TO DO:
Output, without alteration, the first line of the entries and each line after it, stopping with the line that contains "use crate::repository::cookie::delete_cookies;".

[Records from a data source]
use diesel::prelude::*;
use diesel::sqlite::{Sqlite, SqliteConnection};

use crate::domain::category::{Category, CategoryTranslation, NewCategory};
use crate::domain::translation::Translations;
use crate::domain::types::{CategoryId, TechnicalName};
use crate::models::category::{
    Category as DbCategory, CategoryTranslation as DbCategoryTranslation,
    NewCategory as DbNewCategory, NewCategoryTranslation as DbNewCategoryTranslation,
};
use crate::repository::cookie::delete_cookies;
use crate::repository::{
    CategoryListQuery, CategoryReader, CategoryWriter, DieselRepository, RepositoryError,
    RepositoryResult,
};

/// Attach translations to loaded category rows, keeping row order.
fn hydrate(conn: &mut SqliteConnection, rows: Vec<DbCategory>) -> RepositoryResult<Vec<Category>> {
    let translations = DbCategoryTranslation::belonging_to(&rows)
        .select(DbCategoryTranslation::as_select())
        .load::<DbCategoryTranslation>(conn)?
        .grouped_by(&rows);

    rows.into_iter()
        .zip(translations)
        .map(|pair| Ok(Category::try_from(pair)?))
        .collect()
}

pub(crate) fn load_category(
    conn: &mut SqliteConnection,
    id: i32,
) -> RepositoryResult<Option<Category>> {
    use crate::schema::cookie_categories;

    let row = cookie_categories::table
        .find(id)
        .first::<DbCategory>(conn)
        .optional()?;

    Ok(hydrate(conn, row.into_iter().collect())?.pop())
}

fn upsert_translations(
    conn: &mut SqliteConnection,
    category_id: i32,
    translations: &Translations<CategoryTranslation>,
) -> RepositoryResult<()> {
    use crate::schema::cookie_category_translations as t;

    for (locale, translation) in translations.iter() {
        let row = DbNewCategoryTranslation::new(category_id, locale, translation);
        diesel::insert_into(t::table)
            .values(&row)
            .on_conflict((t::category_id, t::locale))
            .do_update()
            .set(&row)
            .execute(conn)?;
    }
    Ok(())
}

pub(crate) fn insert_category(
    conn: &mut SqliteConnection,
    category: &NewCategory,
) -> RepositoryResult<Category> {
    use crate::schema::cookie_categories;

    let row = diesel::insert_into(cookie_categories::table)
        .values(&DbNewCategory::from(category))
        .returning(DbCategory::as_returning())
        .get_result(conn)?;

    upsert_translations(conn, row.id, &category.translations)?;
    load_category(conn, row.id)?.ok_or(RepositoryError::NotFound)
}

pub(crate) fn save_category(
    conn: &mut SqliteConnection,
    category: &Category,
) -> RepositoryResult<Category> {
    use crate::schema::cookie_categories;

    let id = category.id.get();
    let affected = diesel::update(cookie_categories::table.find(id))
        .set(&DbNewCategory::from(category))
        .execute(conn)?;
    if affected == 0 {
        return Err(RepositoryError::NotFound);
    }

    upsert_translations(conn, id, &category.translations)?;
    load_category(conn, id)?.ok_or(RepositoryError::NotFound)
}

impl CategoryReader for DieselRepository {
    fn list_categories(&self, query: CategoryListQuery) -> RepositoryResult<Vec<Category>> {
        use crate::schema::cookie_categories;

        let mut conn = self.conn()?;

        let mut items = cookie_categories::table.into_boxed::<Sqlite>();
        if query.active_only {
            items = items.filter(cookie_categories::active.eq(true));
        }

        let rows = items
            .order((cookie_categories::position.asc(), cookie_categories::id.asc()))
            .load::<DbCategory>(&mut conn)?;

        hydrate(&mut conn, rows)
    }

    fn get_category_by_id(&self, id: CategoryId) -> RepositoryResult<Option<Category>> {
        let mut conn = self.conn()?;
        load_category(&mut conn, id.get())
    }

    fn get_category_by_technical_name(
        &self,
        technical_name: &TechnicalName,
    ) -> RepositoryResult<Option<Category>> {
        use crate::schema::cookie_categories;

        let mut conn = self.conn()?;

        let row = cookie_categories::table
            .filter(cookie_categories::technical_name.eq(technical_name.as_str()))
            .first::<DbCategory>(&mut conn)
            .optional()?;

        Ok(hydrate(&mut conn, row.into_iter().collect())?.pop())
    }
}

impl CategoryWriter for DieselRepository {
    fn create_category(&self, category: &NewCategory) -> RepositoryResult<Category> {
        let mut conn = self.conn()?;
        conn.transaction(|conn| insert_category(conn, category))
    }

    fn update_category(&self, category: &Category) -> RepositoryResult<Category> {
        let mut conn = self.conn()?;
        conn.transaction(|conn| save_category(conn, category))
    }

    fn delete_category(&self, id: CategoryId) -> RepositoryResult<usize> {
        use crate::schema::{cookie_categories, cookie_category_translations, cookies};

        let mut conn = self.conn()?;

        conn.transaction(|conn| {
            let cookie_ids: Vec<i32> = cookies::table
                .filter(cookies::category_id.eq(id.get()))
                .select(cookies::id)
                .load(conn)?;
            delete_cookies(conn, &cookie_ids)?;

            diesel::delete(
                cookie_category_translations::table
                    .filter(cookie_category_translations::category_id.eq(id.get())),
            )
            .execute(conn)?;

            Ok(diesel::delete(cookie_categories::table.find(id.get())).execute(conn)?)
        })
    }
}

YOUR RESPONSE:
use diesel::prelude::*;
use diesel::sqlite::{Sqlite, SqliteConnection};

use crate::domain::category::{Category, CategoryTranslation, NewCategory};
use crate::domain::translation::Translations;
use crate::domain::types::{CategoryId, TechnicalName};
use crate::models::category::{
    Category as DbCategory, CategoryTranslation as DbCategoryTranslation,
    NewCategory as DbNewCategory, NewCategoryTranslation as DbNewCategoryTranslation,
};
use crate::repository::cookie::delete_cookies;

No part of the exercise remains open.